2.16. Best Practices#

The following are a set of recommended good practices to keep in mind when writing a Common Workflow Language description for a tool or workflow. These guidelines are presented for consideration on a scale of usefulness: although more is better, not all are required.

  • No type: string parameters for names of input or reference files/directories; use type: File or type: Directory as appropriate.

  • A CWL document (in conjunction with any external components like Dockerfiles) is software code. Workflow developers should be aware that the usual rules of software licensing apply to this document. For example, if the workflow is shared publicly, licensing terms must be clear so that a future user understands under what conditions they can run the workflow, modify it and/or combine it with other workflows. For this reason, please consider including a license field in the document. The authors of this guide urge you to choose a pre-existing license rather than trying to write your own (see the link below to learn more about choosing a license), and our recommended practice is to choose a license that allows for re-use by anyone, e.g. Apache 2.0.

    If possible, the license should be specified with its corresponding SPDX identifier. Construct the metadata field for the license by providing a URL of the form https://spdx.org/licenses/[SPDX-ID] where SPDX-ID is taken from the list of identifiers linked above. See the example snippet below for guidance. For non-standard licenses without an SPDX identifier, provide a URL to the license.

    Useful reading: “A Quick Guide to Software Licensing for the Scientist-Programmer

    Example of metadata field for license with SPDX identifier:

    $namespaces:
      s: https://schema.org/
    s:license: https://spdx.org/licenses/Apache-2.0
    # other s: declarations
    

    For more examples of providing metadata within CWL descriptions, see the Metadata and Authorship section of this User Guide.

  • Include attribution information for the author(s) of the CWL tool or workflow description. Use unambiguous identifiers like ORCID.

  • In tool descriptions, list dependencies using short name(s) under SoftwareRequirement.

  • Include SciCrunch identifiers for dependencies in https://identifiers.org/rrid/RRID:SCR_NNNNNN format.

  • All input and output identifiers should reflect their conceptual identity. Use informative names like unaligned_sequences, reference_genome, phylogeny, or aligned_sequences instead of foo_input, foo_file, result, input, output, and so forth.

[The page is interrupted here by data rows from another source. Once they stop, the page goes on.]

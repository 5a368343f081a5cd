//! Neo4j client and models for the knowledge graph

pub mod client;
pub mod error;
mod impl_graph_store;
pub mod models;
pub mod traits;

pub use client::Neo4jClient;
pub use error::{StoreError, StoreResult};
pub use models::*;
pub use traits::GraphStore;

#[cfg(test)]
pub(crate) mod mock;
fn extract_interface(node: &tree_sitter::Node, source: &str, exported: bool) -> Option<CodeSymbol> {
    let name = get_field_text(node, "name", source)?;
    let extends = find_child_by_kind(node, "extends_type_clause")
        .and_then(|c| get_text(&c, source))
        .map(|text| {
            text.trim()
                .trim_start_matches("extends")
                .split(',')
                .map(|s| s.trim().to_string())
                .filter(|s| !s.is_empty())
                .collect()
        })
        .unwrap_or_default();
    let (line_start, line_end) = line_range(node);
    Some(CodeSymbol {
        name,
        kind: SymbolKind::Interface { extends },
        line_start,
        line_end,
        is_exported: exported,
    })
}

fn extract_class_methods(body: &tree_sitter::Node, source: &str, class_name: &str, parsed: &mut ParsedCode) {
    let mut cursor = body.walk();
    for child in body.children(&mut cursor) {
        if child.kind() != "method_definition" {
            continue;
        }
        if let Some(mut method) = extract_function(&child, source, false) {
            method.name = format!("{}.{}", class_name, method.name);
            parsed.symbols.push(method);
        }
    }
}

fn extract_variable_functions(
    node: &tree_sitter::Node,
    source: &str,
    exported: bool,
    parsed: &mut ParsedCode,
) {
    let mut cursor = node.walk();
    for child in node.children(&mut cursor) {
        if child.kind() != "variable_declarator" {
            continue;
        }
        let (Some(name), Some(value)) = (
            get_field_text(&child, "name", source),
            child.child_by_field_name("value"),
        ) else {
            continue;
        };
        if !matches!(value.kind(), "arrow_function" | "function_expression" | "function") {
            continue;
        }
        let (line_start, line_end) = line_range(node);
        parsed.symbols.push(CodeSymbol {
            name,
            kind: SymbolKind::Function {
                is_async: has_child_kind(&value, "async"),
                params: extract_params(&value, source),
            },
            line_start,
            line_end,
            is_exported: exported,
        });
    }
}

fn extract_import(node: &tree_sitter::Node, source: &str) -> Option<ImportDef> {
    let source_node = node
        .child_by_field_name("source")
        .or_else(|| find_child_by_kind(node, "string"))?;
    let path = get_text(&source_node, source)?
        .trim_matches(|c| c == '"' || c == '\'' || c == '`')
        .to_string();

    let mut items = Vec::new();
    if let Some(clause) = find_child_by_kind(node, "import_clause") {
        collect_import_names(&clause, source, &mut items);
    }

    Some(ImportDef {
        source: path,
        items,
        line: node.start_position().row as u32 + 1,
    })
}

  • In tool descriptions, include a list of version(s) of the tool that are known to work with this description under SoftwareRequirement.

  • format should be specified for all input and output Files. Bioinformatics tools should use format identifiers from EDAM. See also iana:text/plain, iana:text/tab-separated-values with $namespaces: { iana: "https://www.iana.org/assignments/media-types/" }. Full IANA media type list (also known as MIME types). For non-bioinformatics tools, use or build an appropriate ontology/controlled vocabulary in the same way. Please edit this page to let us know about it.

  • Mark all input and output Files that are read from or written to in a streaming compatible way (only once, no random-access), as streamable: true.

  • Each CommandLineTool description should focus on a single operation only, even if the (sub)command is capable of more. Don’t overcomplicate your tool descriptions with options that you don’t need or use.

  • Custom types should be defined with one external YAML per type definition for re-use.

  • Include a top-level short label summarising the tool/workflow.

  • If useful, include a top-level doc as well. This should provide a longer, more detailed description than was provided in the top-level label (see above).

  • Use type: enum instead of type: string for elements with a fixed list of valid values.

  • Evaluate all use of JavaScript for possible elimination or replacement. One common example: manipulating File names and paths? Consider whether one of the built in File properties like basename, nameroot, nameext, etc., could be used instead.

  • Give the tool description to a colleague (preferably at a different institution) to test and provide feedback.

  • Complex workflows with individual components which can be abstracted should utilise the SubworkflowFeatureRequirement to make their workflow modular and allow sections of them to be easily reused.

  • Software containers should be made to be conformant to the “Recommendations for the packaging and containerizing of bioinformatics software” (also useful to other disciplines).